Two facts are well worth pointing out though in regards to Rollin in this period. One is his increasing distancing from the French New Wave that had proved so popular in the late fifties and early sixties. Rollin mentioned to Blumenstock that he had come in contact with most of the movement’s shining lights at the Henri Langlois Cinematteque but he stated that The New Wave “was not exactly my cup of tea.” So, Les Pays Loins can be looked upon as yet another major artistic step in Rollin separating himself from the popular and acclaimed cinema of the time.

The second item worth noting in regards to Les Pays Loins is the fact that Rollin had shot a documentary on Spain’s controversial dictator Generallisimo Francisco Franco just a year before in 1964. This work, entitled Vivre En Espagne (Life in Spain) showed clearly Rollin’s position as a member of the left, something he admitted to Blumenstock.
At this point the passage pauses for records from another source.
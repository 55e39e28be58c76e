use super::store::{next_id, Store};
use super::types::{Account, AccountDraft, AccountId, AccountUpdate, StoreError};

impl Store {
    // ========================================================================
    // Account Operations
    // ========================================================================

    /// Register a new account and return the stored record.
    ///
    /// Missing preferences become an empty list. Duplicate emails are not
    /// rejected here; callers check [`Store::get_account_by_email`] first.
    pub fn create_account(&mut self, draft: AccountDraft) -> Account {
        let id = next_id(&mut self.next_account_id);
        let account = Account {
            id,
            name: draft.name,
            email: draft.email,
            password: draft.password,
            preferences: draft.preferences.unwrap_or_default(),
        };

        // First registration under an email keeps the index entry
        self.email_index.entry(account.email.clone()).or_insert(id);
        self.accounts.insert(id, account.clone());

        tracing::debug!(account_id = id, "Created account");
        account
    }

    pub fn get_account(&self, id: AccountId) -> Option<Account> {
        self.accounts.get(&id).cloned()
    }

    /// Exact email match. With duplicates, the earliest registration wins.
    pub fn get_account_by_email(&self, email: &str) -> Option<Account> {
        self.email_index
            .get(email)
            .and_then(|id| self.accounts.get(id))
            .cloned()
    }

    /// Apply a partial profile update and return the updated record.
    pub fn update_account(
        &mut self,
        id: AccountId,
        update: AccountUpdate,
    ) -> Result<Account, StoreError> {
        let account = self
            .accounts
            .get_mut(&id)
            .ok_or(StoreError::AccountNotFound(id))?;

        if let Some(name) = update.name {
            account.name = name;
        }
        if let Some(preferences) = update.preferences {
            account.preferences = preferences;
        }

        let mut reindex = None;
        if let Some(email) = update.email {
            if email != account.email {
                let previous = std::mem::replace(&mut account.email, email.clone());
                reindex = Some((previous, email));
            }
        }
        let updated = account.clone();

        if let Some((previous, current)) = reindex {
            self.reindex_email(&previous);
            self.reindex_email(&current);
        }

        tracing::debug!(account_id = id, "Updated account");
        Ok(updated)
    }

    /// Point the index entry for `email` at the lowest account ID still using
    /// it, or drop the entry if none does.
    fn reindex_email(&mut self, email: &str) {
        let owner = self
            .accounts
            .values()
            .find(|account| account.email == email)
            .map(|account| account.id);

        match owner {
            Some(id) => {
                self.email_index.insert(email.to_owned(), id);
            }
            None => {
                self.email_index.remove(email);
            }
        }
    }
}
It is this attitude that fuels Les Pays Loins, a film that slyly confronts many of the racist attitudes in France prevalent in the mid sixties especially towards the Algerian people.

The shot on 35 MM Les Pays Loins is a challenging work and an accomplished one that stylistically shows how much Rollin had developed as a filmmaker in the seven years since Les Amours Jaunes. A professional piece of filmmaking highlighted by Rollin’s remarkable sense of space (something that would he would use expertly in all of his films to come), Les Pays Loins is a lovely looking black and white production that is at times mysterious, moving and never less than intriguing.

Focusing on one of the major thematic obsessions relevant in many of his greatest films, that of isolation and the idea of being lost, Les Pays Loins tells the story of a French couple seemingly trapped in a strange city surrounded by people they can’t understand. It would be a storyline Rollin would return to later in such works a Night of the Hunted and Lost in New York, and a subject that would haunt many of his works ranging from Requiem For a Vampire to Two Orphan Vampires. Few filmmakers can capture the feeling of wandering loss like Rollin and Les Pays Loins seems to be ground zero for this striking pattern that connects many of Rollin's greatest works.

Rollin states in the booklet accompanying Encore’s release of The Demoniaques that filming on Les Pays Loins took place on “Saturdays and Sundays” at “the old Belleville District”, and watching the film today it is hard to imagine anyone capturing the fading and at times destroyed area any better that Rollin does here. From the opening frames on we are treated to an astonishing snapshot of what this district, that doesn’t exist anymore, looked like in the mid sixties and Rollin doesn’t shy away from presenting the most beautiful sections to the most run down. Les Pays Loins is a remarkably sensitive piece of work, one that simultaneously highlights the loss of the community as well as its obviously beautiful aspects.

Recalling his small crew in The Demoniaques booklet, Rollin states that his friend Pascal Fardoulis played the main actor while “Alain-Yves Beaujour was working as assistant…and Jean-Denis Bonan (was) the script girl.” He also recalled the set would be filled at different times with colleagues and friends including the singer Ben Zimet, the writer Clement Lepidis (who would bring his son Roger) and Rollin’s future literary collaborator Nicolas Devil. One gets the idea that the filming of Les Pays Loins was a collaborative effort made by a group of friends, artists and family members, all held together by the vision of Jean Rollin and a shared passion for cinema. Rollin would state in the Encore booklet that “At that time, we could all believe in the cinema” and it is that thought that controls every adventurous frame of Les Pays Loins, a well thought out and adult work that is as celebratory as it is lamenting.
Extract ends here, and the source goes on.